//! Hop event ingestion.
//!
//! The tracer emits one JSON object per hop, one object per line.
//! Blank lines and lines starting with `#` are ignored; malformed lines are
//! logged and skipped so one bad event does not lose the rest of the trace.

use std::path::Path;

use tokio::io::{AsyncBufRead, AsyncBufReadExt, BufReader, Lines};

use crate::error_handling::IngestError;
use crate::session::HopObservation;

/// Input opened by [`open_events`]: a file or stdin.
pub type EventSource = Box<dyn AsyncBufRead + Unpin + Send>;

/// Hop events read from one input.
#[derive(Debug, Default)]
pub struct HopEvents {
    /// Observations in input order
    pub observations: Vec<HopObservation>,
    /// Lines that could not be decoded
    pub malformed: usize,
}

/// Decodes one input line.
///
/// Returns `Ok(None)` for lines that carry no event.
///
/// # Errors
///
/// Returns `IngestError::Malformed` if the line is not a hop event.
pub fn parse_line(line_no: usize, line: &str) -> Result<Option<HopObservation>, IngestError> {
    let trimmed = line.trim();
    if trimmed.is_empty() || trimmed.starts_with('#') {
        return Ok(None);
    }
    serde_json::from_str(trimmed)
        .map(Some)
        .map_err(|source| IngestError::Malformed {
            line: line_no,
            source,
        })
}

/// Streams hop events from a line-oriented input.
///
/// Each event is handed out as soon as its line is complete, so a live
/// producer piping into stdin is consumed while it is still running.
pub struct HopEventReader<R> {
    lines: Lines<R>,
    line_no: usize,
    events: usize,
    malformed: usize,
}

impl<R: AsyncBufRead + Unpin> HopEventReader<R> {
    pub fn new(reader: R) -> Self {
        Self {
            lines: reader.lines(),
            line_no: 0,
            events: 0,
            malformed: 0,
        }
    }

    /// Waits for the next hop event.
    ///
    /// Returns `Ok(None)` at end of input. Blank, comment and malformed lines
    /// are consumed without being returned; malformed ones are logged and
    /// counted. Cancel-safe: dropping the future loses no complete line.
    ///
    /// # Errors
    ///
    /// Returns `IngestError::Io` if reading fails.
    pub async fn next_event(&mut self) -> Result<Option<HopObservation>, IngestError> {
        while let Some(line) = self.lines.next_line().await? {
            self.line_no += 1;
            match parse_line(self.line_no, &line) {
                Ok(Some(observation)) => {
                    self.events += 1;
                    return Ok(Some(observation));
                }
                Ok(None) => {}
                Err(e) => {
                    log::warn!("Skipping hop event: {}", e);
                    self.malformed += 1;
                }
            }
        }
        Ok(None)
    }

    /// Lines read so far.
    pub fn lines_read(&self) -> usize {
        self.line_no
    }

    /// Hop events returned so far.
    pub fn events_read(&self) -> usize {
        self.events
    }

    /// Lines skipped as malformed so far.
    pub fn malformed(&self) -> usize {
        self.malformed
    }
}

/// Opens a file, or stdin when `path` is `-`, for streaming.
///
/// # Errors
///
/// Returns `IngestError::Io` if the file cannot be opened.
pub async fn open_events(path: &Path) -> Result<HopEventReader<EventSource>, IngestError> {
    let source: EventSource = if path.as_os_str() == "-" {
        Box::new(BufReader::new(tokio::io::stdin()))
    } else {
        Box::new(BufReader::new(tokio::fs::File::open(path).await?))
    };
    Ok(HopEventReader::new(source))
}

/// Reads every hop event from `reader` until end of input.
///
/// # Errors
///
/// Returns `IngestError::Io` if reading fails. Malformed lines are not errors.
pub async fn read_events<R>(reader: R) -> Result<HopEvents, IngestError>
where
    R: AsyncBufRead + Unpin,
{
    collect(HopEventReader::new(reader)).await
}

/// Reads every hop event from a file, or from stdin when `path` is `-`.
///
/// # Errors
///
/// Returns `IngestError::Io` if the file cannot be opened or read.
pub async fn read_events_from(path: &Path) -> Result<HopEvents, IngestError> {
    collect(open_events(path).await?).await
}

async fn collect<R>(mut reader: HopEventReader<R>) -> Result<HopEvents, IngestError>
where
    R: AsyncBufRead + Unpin,
{
    let mut observations = Vec::new();
    while let Some(observation) = reader.next_event().await? {
        observations.push(observation);
    }
    log::debug!(
        "Read {} hop event(s) from {} line(s), {} malformed",
        observations.len(),
        reader.lines_read(),
        reader.malformed()
    );
    Ok(HopEvents {
        observations,
        malformed: reader.malformed(),
    })
}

★ ★ ★ ★ ★ ★ ★

Each line of the listing should be printed again, exactly.

Exercise output:
//! Hop event ingestion.
//!
//! The tracer emits one JSON object per hop, one object per line.
//! Blank lines and lines starting with `#` are ignored; malformed lines are
//! logged and skipped so one bad event does not lose the rest of the trace.

use std::path::Path;

use tokio::io::{AsyncBufRead, AsyncBufReadExt, BufReader, Lines};

use crate::error_handling::IngestError;
use crate::session::HopObservation;

/// Input opened by [`open_events`]: a file or stdin.
pub type EventSource = Box<dyn AsyncBufRead + Unpin + Send>;

/// Hop events read from one input.
#[derive(Debug, Default)]
pub struct HopEvents {
    /// Observations in input order
    pub observations: Vec<HopObservation>,
    /// Lines that could not be decoded
    pub malformed: usize,
}

/// Decodes one input line.
///
/// Returns `Ok(None)` for lines that carry no event.
///
/// # Errors
///
/// Returns `IngestError::Malformed` if the line is not a hop event.
pub fn parse_line(line_no: usize, line: &str) -> Result<Option<HopObservation>, IngestError> {
    let trimmed = line.trim();
    if trimmed.is_empty() || trimmed.starts_with('#') {
        return Ok(None);
    }
    serde_json::from_str(trimmed)
        .map(Some)
        .map_err(|source| IngestError::Malformed {
            line: line_no,
            source,
        })
}

/// Streams hop events from a line-oriented input.
///
/// Each event is handed out as soon as its line is complete, so a live
/// producer piping into stdin is consumed while it is still running.
pub struct HopEventReader<R> {
    lines: Lines<R>,
    line_no: usize,
    events: usize,
    malformed: usize,
}

impl<R: AsyncBufRead + Unpin> HopEventReader<R> {
    pub fn new(reader: R) -> Self {
        Self {
            lines: reader.lines(),
            line_no: 0,
            events: 0,
            malformed: 0,
        }
    }

    /// Waits for the next hop event.
    ///
    /// Returns `Ok(None)` at end of input. Blank, comment and malformed lines
    /// are consumed without being returned; malformed ones are logged and
    /// counted. Cancel-safe: dropping the future loses no complete line.
    ///
    /// # Errors
    ///
    /// Returns `IngestError::Io` if reading fails.
    pub async fn next_event(&mut self) -> Result<Option<HopObservation>, IngestError> {
        while let Some(line) = self.lines.next_line().await? {
            self.line_no += 1;
            match parse_line(self.line_no, &line) {
                Ok(Some(observation)) => {
                    self.events += 1;
                    return Ok(Some(observation));
                }
                Ok(None) => {}
                Err(e) => {
                    log::warn!("Skipping hop event: {}", e);
                    self.malformed += 1;
                }
            }
        }
        Ok(None)
    }

    /// Lines read so far.
    pub fn lines_read(&self) -> usize {
        self.line_no
    }

    /// Hop events returned so far.
    pub fn events_read(&self) -> usize {
        self.events
    }

    /// Lines skipped as malformed so far.
    pub fn malformed(&self) -> usize {
        self.malformed
    }
}

/// Opens a file, or stdin when `path` is `-`, for streaming.
///
/// # Errors
///
/// Returns `IngestError::Io` if the file cannot be opened.
pub async fn open_events(path: &Path) -> Result<HopEventReader<EventSource>, IngestError> {
    let source: EventSource = if path.as_os_str() == "-" {
        Box::new(BufReader::new(tokio::io::stdin()))
    } else {
        Box::new(BufReader::new(tokio::fs::File::open(path).await?))
    };
    Ok(HopEventReader::new(source))
}

/// Reads every hop event from `reader` until end of input.
///
/// # Errors
///
/// Returns `IngestError::Io` if reading fails. Malformed lines are not errors.
pub async fn read_events<R>(reader: R) -> Result<HopEvents, IngestError>
where
    R: AsyncBufRead + Unpin,
{
    collect(HopEventReader::new(reader)).await
}

/// Reads every hop event from a file, or from stdin when `path` is `-`.
///
/// # Errors
///
/// Returns `IngestError::Io` if the file cannot be opened or read.
pub async fn read_events_from(path: &Path) -> Result<HopEvents, IngestError> {
    collect(open_events(path).await?).await
}

async fn collect<R>(mut reader: HopEventReader<R>) -> Result<HopEvents, IngestError>
where
    R: AsyncBufRead + Unpin,
{
    let mut observations = Vec::new();
    while let Some(observation) = reader.next_event().await? {
        observations.push(observation);
    }
    log::debug!(
        "Read {} hop event(s) from {} line(s), {} malformed",
        observations.len(),
        reader.lines_read(),
        reader.malformed()
    );
    Ok(HopEvents {
        observations,
        malformed: reader.malformed(),
    })
}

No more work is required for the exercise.